La lettre gestion des groupes internationaux

Décembre 2019

Incidences de l’introduction en droit français du volet «ATAD 2» sur le financement des structures d’investissement immobilier

Publié le 13 décembre 2019 à 16h05

Sébastien Delenclos et Thomas Poiret , PwC Société d’Avocats

L’article 13 du projet de loi de finances pour 20201 actuellement en discussion devant le Parlement met un terme au dispositif anti-hybride codifié à l’article 212 I b) du Code général des impôts et introduit en France les dispositions de la directive ATAD 22 en matière de lutte contre les dispositifs hybrides.

Par Sébastien Delenclos, avocat, PwC Société d’Avocats et Thomas Poiret, avocat, PwC Société d’Avocats

Suite aux travaux de l’OCDE3, le Conseil de l’Union européenne a adopté la directive ATAD 14 prévoyant un cadre visant à lutter contre les dispositifs hybrides. La directive ATAD 2 a été adoptée le 29 mai 2017 en complément des travaux de cette dernière sur ce sujet. Cette seconde directive étend les mesures correctives (i) aux dispositifs hybrides utilisant des établissements stables, (ii) aux situations de transferts d’hybrides et aux dispositifs hybrides importés ainsi qu’à l’ensemble des effets de double déduction et (iii) aux dispositifs hybrides faisant intervenir des pays tiers.

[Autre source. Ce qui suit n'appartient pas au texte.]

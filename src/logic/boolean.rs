use crate::error::{ModelError, Result};
use crate::model::{is_blank, ClassId, Reader, Registry, Value, Writer};
use log::debug;

/// Form-style boolean coercion.
///
/// Blank values, `"0"`, numeric zero and the strings `"off"`, `"no"` and
/// `"false"` are false; everything else is true. String matching is
/// case-sensitive.
pub fn normalize_boolean(value: &Value) -> bool {
    if is_blank(value) {
        return false;
    }
    match value {
        Value::String(s) => !matches!(s.as_str(), "0" | "off" | "no" | "false"),
        Value::Number(n) => n.as_f64() != Some(0.0),
        _ => true,
    }
}

impl Registry {
    /// Wrap the existing writer of `attribute` so assigned values are
    /// normalized to true/false, and add an `attribute?` predicate reader.
    pub fn boolean(&mut self, class: ClassId, attribute: &str) -> Result<()> {
        let inner = self.writer(class, attribute).cloned().ok_or_else(|| {
            ModelError::InvalidArgument(format!(
                "cannot add boolean attribute {} - no existing attribute exists",
                attribute
            ))
        })?;

        let def = self.class_mut(class)?;
        def.writers.insert(
            attribute.to_string(),
            Writer::Boolean {
                inner: Box::new(inner),
            },
        );
        def.readers.insert(
            format!("{}?", attribute),
            Reader::Alias {
                target: attribute.to_string(),
            },
        );
        debug!("boolean accessor {}#{}", def.name, attribute);
        Ok(())
    }
}

#[cfg(test)]
mod tests {
    use super::*;
    use serde_json::json;

    #[test]
    fn test_false_values() {
        for value in [
            json!(false),
            json!(null),
            json!(""),
            json!("0"),
            json!(0),
            json!(0.0),
            json!("off"),
            json!("no"),
            json!("false"),
            json!([]),
        ] {
            assert!(!normalize_boolean(&value), "{} should be false", value);
        }
    }

    #[test]
    fn test_true_values() {
        for value in [
            json!(true),
            json!("1"),
            json!(1),
            json!("true"),
            json!("on"),
            json!("yes"),
            json!("anything-else"),
            json!("False"),
            json!("OFF"),
            json!(-1),
        ] {
            assert!(normalize_boolean(&value), "{} should be true", value);
        }
    }
}
use crate::model::{Value, ValueMap};
use crate::store::traits::{Record, RecordLookup};
use log::trace;
use parking_lot::{Mutex, RwLock};
use std::sync::Arc;

/// Plain record: an id plus arbitrary JSON fields
#[derive(Debug, Clone, PartialEq)]
pub struct JsonRecord {
    pub id: Value,
    pub fields: ValueMap,
}

impl JsonRecord {
    pub fn new(id: impl Into<Value>) -> Self {
        Self {
            id: id.into(),
            fields: ValueMap::new(),
        }
    }

    pub fn with_field(mut self, name: &str, value: impl Into<Value>) -> Self {
        self.fields.insert(name.to_string(), value.into());
        self
    }
}

impl Record for JsonRecord {
    fn id(&self) -> Value {
        self.id.clone()
    }

    fn as_json(&self) -> Value {
        let mut object = ValueMap::new();
        object.insert("id".to_string(), self.id.clone());
        for (name, value) in &self.fields {
            object.insert(name.clone(), value.clone());
        }
        Value::Object(object)
    }
}

/// In-memory lookup collaborator. Records every id it is asked for so callers
/// can see which keys an association resolved.
#[derive(Debug, Default)]
pub struct MemoryLookup {
    records: RwLock<Vec<Arc<dyn Record>>>,
    queries: Mutex<Vec<Value>>,
}

impl MemoryLookup {
    pub fn new() -> Self {
        Self::default()
    }

    pub fn with_records<I>(records: I) -> Self
    where
        I: IntoIterator<Item = Arc<dyn Record>>,
    {
        Self {
            records: RwLock::new(records.into_iter().collect()),
            queries: Mutex::new(Vec::new()),
        }
    }

    pub fn insert(&self, record: Arc<dyn Record>) {
        self.records.write().push(record);
    }

    pub fn len(&self) -> usize {
        self.records.read().len()
    }

    pub fn is_empty(&self) -> bool {
        self.records.read().is_empty()
    }

    /// Ids requested so far, in request order. The log grows with every
    /// lookup and is meant for tests; long-lived callers clear it with
    /// `clear_queries`.
    pub fn queries(&self) -> Vec<Value> {
        self.queries.lock().clone()
    }

    pub fn clear_queries(&self) {
        self.queries.lock().clear();
    }
}

impl RecordLookup for MemoryLookup {
    fn find_by_id(&self, id: &Value) -> Option<Arc<dyn Record>> {
        trace!("find_by_id {}", id);
        self.queries.lock().push(id.clone());
        self.records
            .read()
            .iter()
            .find(|record| record.id() == *id)
            .cloned()
    }

    fn find_all(&self, ids: &[Value]) -> Vec<Arc<dyn Record>> {
        trace!("find_all {:?}", ids);
        self.queries.lock().extend(ids.iter().cloned());
        self.records
            .read()
            .iter()
            .filter(|record| ids.contains(&record.id()))
            .cloned()
            .collect()
    }
}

L’introduction de ces nouvelles règles amène les investisseurs immobiliers de toute nature à s’interroger sur la déductibilité des charges d’intérêts dans le cadre des structures de financement actuelles et à venir. Une amorce de clarification, à l’aune d’une comparaison avec le dispositif actuel, semble utile.

Dispositif actuel

Le dispositif actuel conditionne la déductibilité des intérêts afférents aux sommes laissées ou mises à disposition d’une entreprise par une entreprise liée (directement ou indirectement) à la démonstration, par l’entreprise débitrice et à la demande de l’administration, que l’entreprise qui a mis les sommes à sa disposition est, au titre de l’exercice en cours, assujettie à raison de ces mêmes intérêts à un impôt sur le revenu ou sur les bénéfices dont le montant est au moins égal au quart de l’impôt sur les bénéfices déterminé dans les conditions de droit commun et au taux normal5.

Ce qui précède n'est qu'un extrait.